Exercise instructions: Return the records in full, exactly as given.

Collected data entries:

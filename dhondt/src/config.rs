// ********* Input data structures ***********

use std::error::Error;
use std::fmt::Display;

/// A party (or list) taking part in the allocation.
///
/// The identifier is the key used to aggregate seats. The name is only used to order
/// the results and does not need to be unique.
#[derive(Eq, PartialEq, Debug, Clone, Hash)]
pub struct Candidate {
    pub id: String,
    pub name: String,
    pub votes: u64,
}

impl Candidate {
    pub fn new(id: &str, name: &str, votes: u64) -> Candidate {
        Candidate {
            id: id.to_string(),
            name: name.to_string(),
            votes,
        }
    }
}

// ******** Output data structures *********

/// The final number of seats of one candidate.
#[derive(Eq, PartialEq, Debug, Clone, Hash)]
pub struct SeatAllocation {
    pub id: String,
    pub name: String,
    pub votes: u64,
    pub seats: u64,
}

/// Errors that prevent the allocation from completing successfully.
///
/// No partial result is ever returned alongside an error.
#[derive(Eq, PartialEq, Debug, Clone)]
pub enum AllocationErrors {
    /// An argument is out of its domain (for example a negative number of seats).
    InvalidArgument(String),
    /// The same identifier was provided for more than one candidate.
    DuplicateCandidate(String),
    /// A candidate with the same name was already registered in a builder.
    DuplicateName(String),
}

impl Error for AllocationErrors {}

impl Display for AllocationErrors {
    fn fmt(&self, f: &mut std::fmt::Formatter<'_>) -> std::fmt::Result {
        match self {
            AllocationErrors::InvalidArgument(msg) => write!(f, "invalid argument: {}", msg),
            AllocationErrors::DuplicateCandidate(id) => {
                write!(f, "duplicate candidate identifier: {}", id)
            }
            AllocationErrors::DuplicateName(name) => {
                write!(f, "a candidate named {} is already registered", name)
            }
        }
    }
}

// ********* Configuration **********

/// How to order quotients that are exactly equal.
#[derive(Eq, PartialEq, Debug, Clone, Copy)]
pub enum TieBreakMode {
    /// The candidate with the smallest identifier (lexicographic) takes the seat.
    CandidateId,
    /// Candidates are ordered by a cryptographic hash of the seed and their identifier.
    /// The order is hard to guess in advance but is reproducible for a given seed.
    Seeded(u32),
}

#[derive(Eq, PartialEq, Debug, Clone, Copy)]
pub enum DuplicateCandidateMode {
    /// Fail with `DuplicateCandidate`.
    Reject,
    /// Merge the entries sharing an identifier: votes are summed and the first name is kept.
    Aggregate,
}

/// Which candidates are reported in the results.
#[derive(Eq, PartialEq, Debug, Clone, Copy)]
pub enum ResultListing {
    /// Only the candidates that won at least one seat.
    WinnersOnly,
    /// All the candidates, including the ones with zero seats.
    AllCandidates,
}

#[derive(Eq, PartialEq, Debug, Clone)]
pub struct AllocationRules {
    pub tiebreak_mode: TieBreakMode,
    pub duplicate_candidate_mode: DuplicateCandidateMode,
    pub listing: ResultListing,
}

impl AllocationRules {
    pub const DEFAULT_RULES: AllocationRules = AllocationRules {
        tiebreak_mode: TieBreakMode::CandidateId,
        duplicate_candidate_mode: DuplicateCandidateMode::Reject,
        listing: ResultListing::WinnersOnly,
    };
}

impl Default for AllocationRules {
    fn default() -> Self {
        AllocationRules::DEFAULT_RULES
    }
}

Exercise solution:
filename dhondt/src/config.rs
// ********* Input data structures ***********

use std::error::Error;
use std::fmt::Display;

/// A party (or list) taking part in the allocation.
///
/// The identifier is the key used to aggregate seats. The name is only used to order
/// the results and does not need to be unique.
#[derive(Eq, PartialEq, Debug, Clone, Hash)]
pub struct Candidate {
    pub id: String,
    pub name: String,
    pub votes: u64,
}

impl Candidate {
    pub fn new(id: &str, name: &str, votes: u64) -> Candidate {
        Candidate {
            id: id.to_string(),
            name: name.to_string(),
            votes,
        }
    }
}

// ******** Output data structures *********

/// The final number of seats of one candidate.
#[derive(Eq, PartialEq, Debug, Clone, Hash)]
pub struct SeatAllocation {
    pub id: String,
    pub name: String,
    pub votes: u64,
    pub seats: u64,
}

/// Errors that prevent the allocation from completing successfully.
///
/// No partial result is ever returned alongside an error.
#[derive(Eq, PartialEq, Debug, Clone)]
pub enum AllocationErrors {
    /// An argument is out of its domain (for example a negative number of seats).
    InvalidArgument(String),
    /// The same identifier was provided for more than one candidate.
    DuplicateCandidate(String),
    /// A candidate with the same name was already registered in a builder.
    DuplicateName(String),
}

impl Error for AllocationErrors {}

impl Display for AllocationErrors {
    fn fmt(&self, f: &mut std::fmt::Formatter<'_>) -> std::fmt::Result {
        match self {
            AllocationErrors::InvalidArgument(msg) => write!(f, "invalid argument: {}", msg),
            AllocationErrors::DuplicateCandidate(id) => {
                write!(f, "duplicate candidate identifier: {}", id)
            }
            AllocationErrors::DuplicateName(name) => {
                write!(f, "a candidate named {} is already registered", name)
            }
        }
    }
}

// ********* Configuration **********

/// How to order quotients that are exactly equal.
#[derive(Eq, PartialEq, Debug, Clone, Copy)]
pub enum TieBreakMode {
    /// The candidate with the smallest identifier (lexicographic) takes the seat.
    CandidateId,
    /// Candidates are ordered by a cryptographic hash of the seed and their identifier.
    /// The order is hard to guess in advance but is reproducible for a given seed.
    Seeded(u32),
}

#[derive(Eq, PartialEq, Debug, Clone, Copy)]
pub enum DuplicateCandidateMode {
    /// Fail with `DuplicateCandidate`.
    Reject,
    /// Merge the entries sharing an identifier: votes are summed and the first name is kept.
    Aggregate,
}

/// Which candidates are reported in the results.
#[derive(Eq, PartialEq, Debug, Clone, Copy)]
pub enum ResultListing {
    /// Only the candidates that won at least one seat.
    WinnersOnly,
    /// All the candidates, including the ones with zero seats.
    AllCandidates,
}

#[derive(Eq, PartialEq, Debug, Clone)]
pub struct AllocationRules {
    pub tiebreak_mode: TieBreakMode,
    pub duplicate_candidate_mode: DuplicateCandidateMode,
    pub listing: ResultListing,
}

impl AllocationRules {
    pub const DEFAULT_RULES: AllocationRules = AllocationRules {
        tiebreak_mode: TieBreakMode::CandidateId,
        duplicate_candidate_mode: DuplicateCandidateMode::Reject,
        listing: ResultListing::WinnersOnly,
    };
}

impl Default for AllocationRules {
    fn default() -> Self {
        AllocationRules::DEFAULT_RULES
    }
}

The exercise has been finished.